License-File: LICENSE
Keywords: apple-silicon,cli,inference,llm,local-ai,mlx,ollama
Classifier: Development Status :: 4 - Beta
Classifier: Environment :: Console
Classifier: Intended Audience :: Developers
Classifier: License :: OSI Approved :: MIT License
Classifier: Operating System :: MacOS
Classifier: Programming Language :: Python :: 3
Classifier: Programming Language :: Python :: 3.11
Classifier: Programming Language :: Python :: 3.12
Classifier: Topic :: Scientific/Engineering :: Artificial Intelligence
Requires-Python: <3.13,>=3.11
Requires-Dist: fastapi>=0.115
Requires-Dist: httpx>=0.27
Requires-Dist: huggingface-hub>=0.24
Requires-Dist: mlx-lm>=0.22; sys_platform == 'darwin'
Requires-Dist: pydantic>=2.0
Requires-Dist: questionary>=2.0
Requires-Dist: rich>=13.0
Requires-Dist: sse-starlette>=2.0
Requires-Dist: tomli-w>=1.0
Requires-Dist: typer>=0.12
Requires-Dist: uvicorn[standard]>=0.30
Provides-Extra: all
Requires-Dist: mlx-embeddings>=0.0.5; (sys_platform == 'darwin') and extra == 'all'
Requires-Dist: mlx-vlm>=0.1.18; (sys_platform == 'darwin') and extra == 'all'
Provides-Extra: analytics
Provides-Extra: embeddings
Requires-Dist: mlx-embeddings>=0.0.5; (sys_platform == 'darwin') and extra == 'embeddings'
Provides-Extra: vision
Requires-Dist: mlx-vlm>=0.1.18; (sys_platform == 'darwin') and extra == 'vision'
Description-Content-Type: text/markdown

# ppmlx

**Run LLMs on your Mac.** OpenAI-compatible API powered by Apple Silicon.

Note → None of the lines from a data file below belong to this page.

//! veridoc CLI entry point
//!
//! Minimal by design: parse arguments, dispatch, print the error, exit
//! non-zero on failure. All logic lives in the cli module.

use veridoc::cli;

fn main() {
    if let Err(e) = cli::run() {
        eprintln!("{}", e);
        std::process::exit(1);
    }
}
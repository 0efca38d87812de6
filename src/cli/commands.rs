//! CLI command implementations
//!
//! The CLI is the caller in the validation contract: it loads the
//! configuration, builds the schema registry and (for inserts) the store
//! handle, feeds the stdin document through the validator, and reports
//! the outcome. The store handle is constructed here and passed down
//! explicitly; no subsystem reaches for a process-wide connection.

use std::collections::HashMap;
use std::fs;
use std::path::{Path, PathBuf};

use serde::{Deserialize, Serialize};
use serde_json::json;

use crate::observability::Logger;
use crate::schema::{samples, Outcome, PredicateRegistry, SchemaRegistry, Validator};
use crate::store::{DocumentStore, StoreError};

use super::args::{Cli, Command};
use super::errors::{CliError, CliResult};
use super::io::{read_document, write_error, write_rejection, write_response};

/// Configuration file structure.
#[derive(Debug, Clone, Serialize, Deserialize)]
pub struct Config {
    /// Data directory (required)
    pub data_dir: String,

    /// Unique field declarations per collection (optional)
    #[serde(default)]
    pub unique_fields: HashMap<String, Vec<String>>,
}

impl Config {
    /// Load configuration from file
    pub fn load(path: &Path) -> CliResult<Self> {
        let content = fs::read_to_string(path)
            .map_err(|e| CliError::config_error(format!("Failed to read config: {}", e)))?;

        let config: Config = serde_json::from_str(&content)
            .map_err(|e| CliError::config_error(format!("Invalid config JSON: {}", e)))?;

        config.validate()?;

        Ok(config)
    }

    fn validate(&self) -> CliResult<()> {
        if self.data_dir.trim().is_empty() {
            return Err(CliError::config_error("data_dir must not be empty"));
        }

        for (collection, fields) in &self.unique_fields {
            if fields.iter().any(|f| f.trim().is_empty()) {
                return Err(CliError::config_error(format!(
                    "unique_fields for '{}' contains an empty field name",
                    collection
                )));
            }
        }

        Ok(())
    }

    /// Get data directory as Path
    pub fn data_path(&self) -> &Path {
        Path::new(&self.data_dir)
    }
}

/// Parse arguments and dispatch.
pub fn run() -> CliResult<()> {
    let cli = Cli::parse_args();
    run_command(cli.command)
}

/// Dispatch a parsed command.
pub fn run_command(command: Command) -> CliResult<()> {
    match command {
        Command::Init { config } => init(&config),
        Command::Validate {
            config,
            schema,
            version,
        } => validate(&config, &schema, &version),
        Command::Insert {
            config,
            collection,
            schema,
            version,
        } => insert(&config, &collection, &schema, &version),
        Command::Schemas { config } => schemas(&config),
    }
}

/// Creates the data directory layout and writes the sample book schema.
pub fn init(config_path: &Path) -> CliResult<()> {
    let config = Config::load(config_path)?;
    let data_path = config.data_path();

    let registry = SchemaRegistry::new(data_path, PredicateRegistry::with_builtins());
    if registry.schema_dir().exists() {
        let occupied = fs::read_dir(registry.schema_dir())?.next().is_some();
        if occupied {
            return Err(CliError::already_initialized());
        }
    }

    fs::create_dir_all(registry.schema_dir())?;
    fs::create_dir_all(data_path.join("collections"))?;

    let spec = samples::book_spec();
    let path = registry.save_spec(&spec)?;

    Logger::info(
        "INIT_COMPLETE",
        &[
            ("data_dir", &config.data_dir),
            ("sample_schema", &path.display().to_string()),
        ],
    );
    write_response(json!({
        "data_dir": config.data_dir,
        "schemas": [{ "schema_id": spec.schema_id, "schema_version": spec.schema_version }]
    }))
}

/// Opens the registry for a command that requires an initialized directory.
fn open_registry(config: &Config) -> CliResult<SchemaRegistry> {
    let data_path = config.data_path();
    if !data_path.exists() {
        return Err(CliError::not_initialized());
    }

    let mut registry = SchemaRegistry::new(data_path, PredicateRegistry::with_builtins());
    registry.load_all()?;
    Logger::info(
        "SCHEMAS_LOADED",
        &[("count", &registry.len().to_string())],
    );
    Ok(registry)
}

/// Validates one stdin document against a registered schema.
pub fn validate(config_path: &Path, schema_id: &str, version: &str) -> CliResult<()> {
    let config = Config::load(config_path)?;
    let registry = open_registry(&config)?;
    let document = read_document()?;

    match Validator::new(&registry).check(schema_id, version, &document)? {
        Outcome::Accepted => {
            Logger::info(
                "DOCUMENT_ACCEPTED",
                &[("schema_id", schema_id), ("schema_version", version)],
            );
            write_response(document)
        }
        Outcome::Rejected(rejection) => {
            Logger::warn(
                "DOCUMENT_REJECTED",
                &[
                    ("schema_id", schema_id),
                    ("failures", &rejection.len().to_string()),
                ],
            );
            write_rejection(&rejection)?;
            Err(CliError::rejected(rejection.len()))
        }
    }
}

/// Validates one stdin document, then appends it to a collection.
pub fn insert(
    config_path: &Path,
    collection: &str,
    schema_id: &str,
    version: &str,
) -> CliResult<()> {
    let config = Config::load(config_path)?;
    let registry = open_registry(&config)?;
    let document = read_document()?;

    if let Outcome::Rejected(rejection) =
        Validator::new(&registry).check(schema_id, version, &document)?
    {
        Logger::warn(
            "DOCUMENT_REJECTED",
            &[
                ("schema_id", schema_id),
                ("failures", &rejection.len().to_string()),
            ],
        );
        write_rejection(&rejection)?;
        return Err(CliError::rejected(rejection.len()));
    }

    let store = DocumentStore::open(config.data_path(), config.unique_fields.clone())?;
    match store.insert(collection, schema_id, version, &document) {
        Ok(document_id) => {
            Logger::info(
                "DOCUMENT_INSERTED",
                &[("collection", collection), ("document_id", &document_id)],
            );
            write_response(json!({
                "document_id": document_id,
                "document": document
            }))
        }
        Err(err @ StoreError::UniqueViolation { .. }) => {
            // Accepted by validation, refused by the store: a different
            // failure class, reported as such.
            Logger::error("UNIQUE_VIOLATION", &[("collection", collection)]);
            write_error("VERI_STORE_UNIQUE", &err.to_string())?;
            Err(err.into())
        }
        Err(err) => Err(err.into()),
    }
}

/// Lists registered schemas.
pub fn schemas(config_path: &Path) -> CliResult<()> {
    let config = Config::load(config_path)?;
    let registry = open_registry(&config)?;

    let mut listed: Vec<(String, String)> = registry
        .keys()
        .map(|(id, version)| (id.to_string(), version.to_string()))
        .collect();
    listed.sort();

    write_response(json!({
        "schemas": listed
            .iter()
            .map(|(id, version)| json!({ "schema_id": id, "schema_version": version }))
            .collect::<Vec<_>>()
    }))
}

/// Writes a default config file; used by tests and first-run setups.
pub fn write_default_config(path: &Path, data_dir: &Path) -> CliResult<PathBuf> {
    let config = Config {
        data_dir: data_dir.display().to_string(),
        unique_fields: HashMap::from([(
            "books".to_string(),
            vec!["isbn".to_string()],
        )]),
    };

    fs::write(path, serde_json::to_string_pretty(&config)?)?;
    Ok(path.to_path_buf())
}

#[cfg(test)]
mod tests {
    use super::*;
    use tempfile::TempDir;

    #[test]
    fn test_config_load_and_defaults() {
        let temp_dir = TempDir::new().unwrap();
        let path = temp_dir.path().join("veridoc.json");
        fs::write(&path, r#"{ "data_dir": "./data" }"#).unwrap();

        let config = Config::load(&path).unwrap();
        assert_eq!(config.data_dir, "./data");
        assert!(config.unique_fields.is_empty());
    }

    #[test]
    fn test_config_rejects_empty_data_dir() {
        let temp_dir = TempDir::new().unwrap();
        let path = temp_dir.path().join("veridoc.json");
        fs::write(&path, r#"{ "data_dir": "  " }"#).unwrap();

        let err = Config::load(&path).unwrap_err();
        assert_eq!(err.code_str(), "VERI_CLI_CONFIG_ERROR");
    }

    #[test]
    fn test_config_rejects_blank_unique_field() {
        let temp_dir = TempDir::new().unwrap();
        let path = temp_dir.path().join("veridoc.json");
        fs::write(
            &path,
            r#"{ "data_dir": "./data", "unique_fields": { "books": [""] } }"#,
        )
        .unwrap();

        let err = Config::load(&path).unwrap_err();
        assert_eq!(err.code_str(), "VERI_CLI_CONFIG_ERROR");
    }

    #[test]
    fn test_config_missing_file() {
        let err = Config::load(Path::new("/nonexistent/veridoc.json")).unwrap_err();
        assert_eq!(err.code_str(), "VERI_CLI_CONFIG_ERROR");
    }

    #[test]
    fn test_init_creates_layout_and_sample_schema() {
        let temp_dir = TempDir::new().unwrap();
        let data_dir = temp_dir.path().join("data");
        let config_path = temp_dir.path().join("veridoc.json");
        write_default_config(&config_path, &data_dir).unwrap();

        init(&config_path).unwrap();

        assert!(data_dir.join("collections").is_dir());
        assert!(data_dir
            .join("metadata")
            .join("schemas")
            .join("schema_books_v1.json")
            .is_file());
    }

    #[test]
    fn test_init_twice_fails() {
        let temp_dir = TempDir::new().unwrap();
        let data_dir = temp_dir.path().join("data");
        let config_path = temp_dir.path().join("veridoc.json");
        write_default_config(&config_path, &data_dir).unwrap();

        init(&config_path).unwrap();
        let err = init(&config_path).unwrap_err();
        assert_eq!(err.code_str(), "VERI_CLI_ALREADY_INITIALIZED");
    }

    #[test]
    fn test_open_registry_requires_init() {
        let temp_dir = TempDir::new().unwrap();
        let config = Config {
            data_dir: temp_dir.path().join("missing").display().to_string(),
            unique_fields: HashMap::new(),
        };

        let err = open_registry(&config).unwrap_err();
        assert_eq!(err.code_str(), "VERI_CLI_NOT_INITIALIZED");
    }

    #[test]
    fn test_open_registry_loads_sample_schema() {
        let temp_dir = TempDir::new().unwrap();
        let data_dir = temp_dir.path().join("data");
        let config_path = temp_dir.path().join("veridoc.json");
        write_default_config(&config_path, &data_dir).unwrap();
        init(&config_path).unwrap();

        let config = Config::load(&config_path).unwrap();
        let registry = open_registry(&config).unwrap();
        assert!(registry.exists("books", "v1"));
    }
}
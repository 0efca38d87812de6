//! CLI module for veridoc
//!
//! Provides the command-line caller around the validator:
//! - init: create the data directory layout and sample schema
//! - validate: one-shot validation of a stdin document
//! - insert: validate, then append to a collection
//! - schemas: list registered schemas

mod args;
mod commands;
mod errors;
mod io;

pub use args::{Cli, Command};
pub use commands::{init, insert, run, run_command, schemas, validate, Config};
pub use errors::{CliError, CliErrorCode, CliResult};
pub use io::{read_document, write_error, write_rejection, write_response};
//! CLI argument definitions using clap
//!
//! Commands:
//! - veridoc init --config <path>
//! - veridoc validate --config <path> --schema <id> [--version <v>]
//! - veridoc insert --config <path> --collection <name> --schema <id> [--version <v>]
//! - veridoc schemas --config <path>

use clap::{Parser, Subcommand};
use std::path::PathBuf;

/// veridoc - a strict, deterministic document validation engine
#[derive(Parser, Debug)]
#[command(name = "veridoc")]
#[command(version, about, long_about = None)]
pub struct Cli {
    #[command(subcommand)]
    pub command: Command,
}

#[derive(Subcommand, Debug)]
pub enum Command {
    /// Initialize a new veridoc data directory with the sample schema
    Init {
        /// Path to configuration file
        #[arg(long, default_value = "./veridoc.json")]
        config: PathBuf,
    },

    /// Validate a JSON document from stdin against a registered schema
    Validate {
        /// Path to configuration file
        #[arg(long, default_value = "./veridoc.json")]
        config: PathBuf,

        /// Schema id to validate against
        #[arg(long)]
        schema: String,

        /// Schema version
        #[arg(long, default_value = "v1")]
        version: String,
    },

    /// Validate a JSON document from stdin, then append it to a collection
    Insert {
        /// Path to configuration file
        #[arg(long, default_value = "./veridoc.json")]
        config: PathBuf,

        /// Target collection
        #[arg(long)]
        collection: String,

        /// Schema id to validate against
        #[arg(long)]
        schema: String,

        /// Schema version
        #[arg(long, default_value = "v1")]
        version: String,
    },

    /// List registered schemas
    Schemas {
        /// Path to configuration file
        #[arg(long, default_value = "./veridoc.json")]
        config: PathBuf,
    },
}

impl Cli {
    /// Parse command line arguments
    pub fn parse_args() -> Self {
        Cli::parse()
    }
}
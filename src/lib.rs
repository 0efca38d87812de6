//! veridoc - a strict, deterministic document validation engine
//!
//! A declarative schema (field types, requirements, constraints) is
//! evaluated against candidate JSON documents; accepted documents can be
//! appended to a checksummed collection log with out-of-band uniqueness.

pub mod cli;
pub mod observability;
pub mod schema;
pub mod store;
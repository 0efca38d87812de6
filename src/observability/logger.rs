//! Structured JSON logger
//!
//! Contract:
//! - One log line = one event
//! - Synchronous, no buffering
//! - Deterministic key ordering (keys sort alphabetically)
//! - INFO/WARN to stdout, ERROR/FATAL to stderr

use std::fmt;
use std::io::{self, Write};

use serde_json::{Map, Value};

/// Log severity levels.
#[derive(Debug, Clone, Copy, PartialEq, Eq, PartialOrd, Ord)]
pub enum Severity {
    /// Normal operations
    Info,
    /// Recoverable issues
    Warn,
    /// Operation failures
    Error,
    /// Unrecoverable, process exits
    Fatal,
}

impl Severity {
    pub fn as_str(&self) -> &'static str {
        match self {
            Severity::Info => "INFO",
            Severity::Warn => "WARN",
            Severity::Error => "ERROR",
            Severity::Fatal => "FATAL",
        }
    }
}

impl fmt::Display for Severity {
    fn fmt(&self, f: &mut fmt::Formatter<'_>) -> fmt::Result {
        write!(f, "{}", self.as_str())
    }
}

/// Structured logger writing one JSON object per line.
pub struct Logger;

impl Logger {
    /// Renders an event as a single JSON line.
    ///
    /// The map type keeps keys sorted, so two logs of the same event with
    /// the same fields are byte-identical regardless of argument order.
    fn render(severity: Severity, event: &str, fields: &[(&str, &str)]) -> String {
        let mut map = Map::new();
        map.insert("event".to_string(), Value::String(event.to_string()));
        map.insert(
            "severity".to_string(),
            Value::String(severity.as_str().to_string()),
        );
        for (key, value) in fields {
            map.insert((*key).to_string(), Value::String((*value).to_string()));
        }

        let mut line = Value::Object(map).to_string();
        line.push('\n');
        line
    }

    fn emit<W: Write>(writer: &mut W, line: &str) {
        let _ = writer.write_all(line.as_bytes());
        let _ = writer.flush();
    }

    /// Log an event with the given severity and fields.
    pub fn log(severity: Severity, event: &str, fields: &[(&str, &str)]) {
        let line = Self::render(severity, event, fields);
        if severity >= Severity::Error {
            Self::emit(&mut io::stderr(), &line);
        } else {
            Self::emit(&mut io::stdout(), &line);
        }
    }

    /// Log at INFO level.
    pub fn info(event: &str, fields: &[(&str, &str)]) {
        Self::log(Severity::Info, event, fields);
    }

    /// Log at WARN level.
    pub fn warn(event: &str, fields: &[(&str, &str)]) {
        Self::log(Severity::Warn, event, fields);
    }

    /// Log at ERROR level.
    pub fn error(event: &str, fields: &[(&str, &str)]) {
        Self::log(Severity::Error, event, fields);
    }

    /// Log at FATAL level.
    pub fn fatal(event: &str, fields: &[(&str, &str)]) {
        Self::log(Severity::Fatal, event, fields);
    }
}
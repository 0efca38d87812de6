//! Schema validator subsystem
//!
//! # Design principles
//!
//! - Rule tables are data: constraints are a tagged variant evaluated by a
//!   dispatch-on-tag function, never a trait hierarchy.
//! - Outcomes are values: a rejected document is a result to report, not an
//!   error to raise. Only broken schemas and predicates raise errors.
//! - Conditional requirements are pure predicates over the whole candidate
//!   document, never over validator state.
//! - No mutation: the candidate document and the field definitions are
//!   read-only for the lifetime of a call.

mod errors;
mod message;
mod predicate;
mod registry;
mod report;
pub mod samples;
mod types;
mod validator;

pub use errors::{ConfigError, ConfigErrorCode, ConfigResult};
pub use message::{render, Placeholders};
pub use predicate::{DocPredicate, PredicateError, PredicateRegistry, ValuePredicate};
pub use registry::{ConstraintSpec, FieldSpec, RequiredSpec, SchemaRegistry, SchemaSpec, SiblingCondition};
pub use report::{kind, FieldFailure, Outcome, Rejection};
pub use types::{Constraint, FieldDef, FieldType, Requirement, Schema};
pub use validator::{validate, Validator};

[![CI](https://github.com/the-focus-company/ppmlx/actions/workflows/tests.yml/badge.svg)](https://github.com/the-focus-company/ppmlx/actions)
[![PyPI](https://img.shields.io/pypi/v/ppmlx)](https://pypi.org/project/ppmlx/)
![Python 3.11+](https://img.shields.io/badge/python-3.11%2B-blue)
![Platform](https://img.shields.io/badge/platform-Apple%20Silicon-lightgrey)
![License](https://img.shields.io/badge/license-MIT-green)

## Install

```bash
uv tool install ppmlx
```

> Requires macOS on Apple Silicon (M1+) and Python 3.11+
>
> Privacy note: `ppmlx` never sends prompts, responses, file contents, paths, or tokens anywhere. Optional anonymous usage analytics can be disabled with `ppmlx config --no-analytics`.

## Get Started

```bash
ppmlx pull qwen3.5:9b      # download a model
ppmlx run qwen3.5:9b       # chat in the terminal
ppmlx serve                 # start API server on :6767
```

### curl | sh (one-liner)

```bash
curl -fsSL https://raw.githubusercontent.com/the-focus-company/ppmlx/main/scripts/install.sh | sh
```

### From source

```bash
git clone https://github.com/the-focus-company/ppmlx
cd ppmlx
uv tool install .
```

### Homebrew

Homebrew tap coming soon. For now, use `uv tool install ppmlx`.

---

## Quick Start

```bash
# 1. Download a model
ppmlx pull llama3

# 2. Interactive chat REPL
ppmlx run llama3

# 3. Start OpenAI-compatible API server on :6767
ppmlx serve
```

---

## Benchmarks

Measured on a MacBook Pro M4 Pro (48 GB unified memory, macOS 15.x). Each scenario was run 3 times with `temperature=0` and `max_tokens=8192`; values below are averages.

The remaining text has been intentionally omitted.